**Data supplied**
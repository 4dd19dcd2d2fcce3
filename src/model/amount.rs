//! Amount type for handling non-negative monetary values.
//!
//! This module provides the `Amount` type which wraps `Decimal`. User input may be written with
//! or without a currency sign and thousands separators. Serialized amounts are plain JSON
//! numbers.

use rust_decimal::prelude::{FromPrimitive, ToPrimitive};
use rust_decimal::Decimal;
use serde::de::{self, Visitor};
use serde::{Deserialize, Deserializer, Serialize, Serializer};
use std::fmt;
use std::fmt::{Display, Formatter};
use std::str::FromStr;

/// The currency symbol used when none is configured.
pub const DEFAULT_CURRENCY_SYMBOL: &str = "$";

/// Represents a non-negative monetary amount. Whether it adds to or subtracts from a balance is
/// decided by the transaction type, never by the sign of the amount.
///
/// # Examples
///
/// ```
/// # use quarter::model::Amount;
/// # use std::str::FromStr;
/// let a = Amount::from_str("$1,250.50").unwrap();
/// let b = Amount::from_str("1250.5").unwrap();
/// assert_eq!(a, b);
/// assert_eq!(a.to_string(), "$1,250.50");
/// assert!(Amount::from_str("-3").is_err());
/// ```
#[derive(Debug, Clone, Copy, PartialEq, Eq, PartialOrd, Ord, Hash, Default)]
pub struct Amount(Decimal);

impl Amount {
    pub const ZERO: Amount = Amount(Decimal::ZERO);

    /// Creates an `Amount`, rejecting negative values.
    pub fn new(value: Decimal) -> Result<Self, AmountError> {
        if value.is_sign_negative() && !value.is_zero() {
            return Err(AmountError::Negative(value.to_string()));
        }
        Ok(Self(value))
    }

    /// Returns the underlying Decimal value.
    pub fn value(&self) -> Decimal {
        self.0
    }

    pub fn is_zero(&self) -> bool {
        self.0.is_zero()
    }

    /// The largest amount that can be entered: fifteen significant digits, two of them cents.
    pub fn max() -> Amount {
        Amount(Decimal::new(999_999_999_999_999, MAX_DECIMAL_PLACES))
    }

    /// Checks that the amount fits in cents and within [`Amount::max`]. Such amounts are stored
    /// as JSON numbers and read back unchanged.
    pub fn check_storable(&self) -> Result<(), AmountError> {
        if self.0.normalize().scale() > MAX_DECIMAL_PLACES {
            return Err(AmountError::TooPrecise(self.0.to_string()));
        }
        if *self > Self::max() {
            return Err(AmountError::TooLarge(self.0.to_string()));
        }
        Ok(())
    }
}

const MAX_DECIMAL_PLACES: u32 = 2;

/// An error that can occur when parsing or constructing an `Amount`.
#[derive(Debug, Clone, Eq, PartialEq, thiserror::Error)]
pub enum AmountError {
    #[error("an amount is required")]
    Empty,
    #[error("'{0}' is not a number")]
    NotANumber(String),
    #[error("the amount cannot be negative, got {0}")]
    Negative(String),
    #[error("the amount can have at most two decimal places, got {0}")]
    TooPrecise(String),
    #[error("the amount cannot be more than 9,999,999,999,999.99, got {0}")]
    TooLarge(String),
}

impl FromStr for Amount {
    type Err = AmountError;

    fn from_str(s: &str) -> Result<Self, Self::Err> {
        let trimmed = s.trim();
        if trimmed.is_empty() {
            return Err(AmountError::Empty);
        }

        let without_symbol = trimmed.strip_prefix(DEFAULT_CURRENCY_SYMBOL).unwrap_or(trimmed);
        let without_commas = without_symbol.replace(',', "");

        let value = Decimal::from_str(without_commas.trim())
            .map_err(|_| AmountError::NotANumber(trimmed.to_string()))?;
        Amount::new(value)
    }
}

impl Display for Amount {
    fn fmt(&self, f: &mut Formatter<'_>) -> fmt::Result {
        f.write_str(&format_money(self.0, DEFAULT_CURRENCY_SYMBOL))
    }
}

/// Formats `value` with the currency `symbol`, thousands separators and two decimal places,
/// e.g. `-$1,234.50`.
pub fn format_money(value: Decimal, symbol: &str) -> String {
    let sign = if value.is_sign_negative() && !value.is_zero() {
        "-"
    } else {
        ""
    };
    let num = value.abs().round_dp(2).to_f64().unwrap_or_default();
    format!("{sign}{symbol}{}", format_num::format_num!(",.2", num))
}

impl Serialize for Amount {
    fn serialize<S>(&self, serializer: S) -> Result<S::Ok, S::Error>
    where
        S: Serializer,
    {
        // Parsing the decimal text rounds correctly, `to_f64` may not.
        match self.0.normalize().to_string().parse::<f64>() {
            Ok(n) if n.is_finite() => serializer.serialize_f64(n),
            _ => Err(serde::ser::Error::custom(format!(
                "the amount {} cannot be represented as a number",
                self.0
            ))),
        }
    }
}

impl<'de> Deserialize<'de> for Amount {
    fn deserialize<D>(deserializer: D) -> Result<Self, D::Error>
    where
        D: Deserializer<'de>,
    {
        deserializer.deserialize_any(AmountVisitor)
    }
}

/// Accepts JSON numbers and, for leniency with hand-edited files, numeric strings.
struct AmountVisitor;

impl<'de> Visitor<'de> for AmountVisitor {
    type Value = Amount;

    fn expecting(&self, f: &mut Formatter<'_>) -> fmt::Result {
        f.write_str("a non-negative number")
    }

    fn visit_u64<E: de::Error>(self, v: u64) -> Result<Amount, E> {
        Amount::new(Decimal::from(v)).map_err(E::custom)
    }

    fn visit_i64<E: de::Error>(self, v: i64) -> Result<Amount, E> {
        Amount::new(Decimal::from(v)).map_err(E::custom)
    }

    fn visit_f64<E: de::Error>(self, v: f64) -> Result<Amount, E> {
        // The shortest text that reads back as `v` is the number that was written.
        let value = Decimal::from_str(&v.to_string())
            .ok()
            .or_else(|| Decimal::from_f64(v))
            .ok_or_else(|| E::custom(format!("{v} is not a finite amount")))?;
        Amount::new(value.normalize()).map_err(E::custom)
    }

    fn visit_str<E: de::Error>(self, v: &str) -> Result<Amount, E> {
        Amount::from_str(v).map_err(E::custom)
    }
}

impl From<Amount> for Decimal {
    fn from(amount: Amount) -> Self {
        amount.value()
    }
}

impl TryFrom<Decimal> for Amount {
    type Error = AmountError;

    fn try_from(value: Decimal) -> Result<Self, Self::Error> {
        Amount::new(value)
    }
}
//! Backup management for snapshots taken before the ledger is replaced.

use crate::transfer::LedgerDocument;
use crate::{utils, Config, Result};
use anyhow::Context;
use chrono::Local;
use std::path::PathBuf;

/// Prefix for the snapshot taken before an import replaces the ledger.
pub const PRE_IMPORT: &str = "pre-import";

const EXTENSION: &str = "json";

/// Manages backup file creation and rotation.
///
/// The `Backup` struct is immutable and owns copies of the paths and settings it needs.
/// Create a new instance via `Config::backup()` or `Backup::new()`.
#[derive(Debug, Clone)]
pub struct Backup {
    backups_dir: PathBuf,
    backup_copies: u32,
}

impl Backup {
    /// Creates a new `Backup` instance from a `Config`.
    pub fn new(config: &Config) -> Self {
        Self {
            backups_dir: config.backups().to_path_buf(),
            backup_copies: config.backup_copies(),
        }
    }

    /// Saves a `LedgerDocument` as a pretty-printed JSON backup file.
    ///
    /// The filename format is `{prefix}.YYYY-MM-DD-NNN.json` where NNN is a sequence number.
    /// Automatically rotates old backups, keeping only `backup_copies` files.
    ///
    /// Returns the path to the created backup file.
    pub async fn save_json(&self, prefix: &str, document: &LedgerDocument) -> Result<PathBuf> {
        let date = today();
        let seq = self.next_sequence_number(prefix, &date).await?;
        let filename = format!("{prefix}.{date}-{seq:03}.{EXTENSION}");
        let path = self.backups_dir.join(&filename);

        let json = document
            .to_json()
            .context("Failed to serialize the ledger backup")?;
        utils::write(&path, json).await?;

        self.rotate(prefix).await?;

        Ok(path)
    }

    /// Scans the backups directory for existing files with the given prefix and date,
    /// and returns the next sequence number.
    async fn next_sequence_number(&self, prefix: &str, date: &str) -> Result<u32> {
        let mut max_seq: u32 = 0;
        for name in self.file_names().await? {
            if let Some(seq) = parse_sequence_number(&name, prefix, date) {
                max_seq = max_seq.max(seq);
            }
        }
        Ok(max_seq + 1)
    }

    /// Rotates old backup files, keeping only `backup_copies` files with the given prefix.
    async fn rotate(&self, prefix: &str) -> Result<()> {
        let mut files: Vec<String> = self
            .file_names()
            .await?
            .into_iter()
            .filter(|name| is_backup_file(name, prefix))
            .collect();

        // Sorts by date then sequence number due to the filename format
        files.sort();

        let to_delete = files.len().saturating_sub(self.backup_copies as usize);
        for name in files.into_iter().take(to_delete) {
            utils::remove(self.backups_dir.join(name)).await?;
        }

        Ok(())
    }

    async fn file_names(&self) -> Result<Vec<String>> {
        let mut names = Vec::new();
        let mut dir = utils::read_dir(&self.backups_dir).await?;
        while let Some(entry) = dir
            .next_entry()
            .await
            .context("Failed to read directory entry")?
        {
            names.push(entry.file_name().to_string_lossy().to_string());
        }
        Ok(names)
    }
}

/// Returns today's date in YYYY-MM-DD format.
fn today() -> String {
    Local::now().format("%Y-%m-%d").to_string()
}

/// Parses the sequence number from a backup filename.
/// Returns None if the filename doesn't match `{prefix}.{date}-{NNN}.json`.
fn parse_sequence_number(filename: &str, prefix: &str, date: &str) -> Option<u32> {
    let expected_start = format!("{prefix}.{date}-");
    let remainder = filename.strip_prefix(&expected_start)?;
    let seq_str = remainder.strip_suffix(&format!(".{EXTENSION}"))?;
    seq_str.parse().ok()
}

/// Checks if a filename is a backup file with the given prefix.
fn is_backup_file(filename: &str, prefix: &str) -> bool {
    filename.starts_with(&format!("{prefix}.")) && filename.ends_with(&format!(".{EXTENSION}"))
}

**Exercise aim**
Looking at the data above, give the number of lines that include "Formatter"; add nothing else.

**Solution below**
3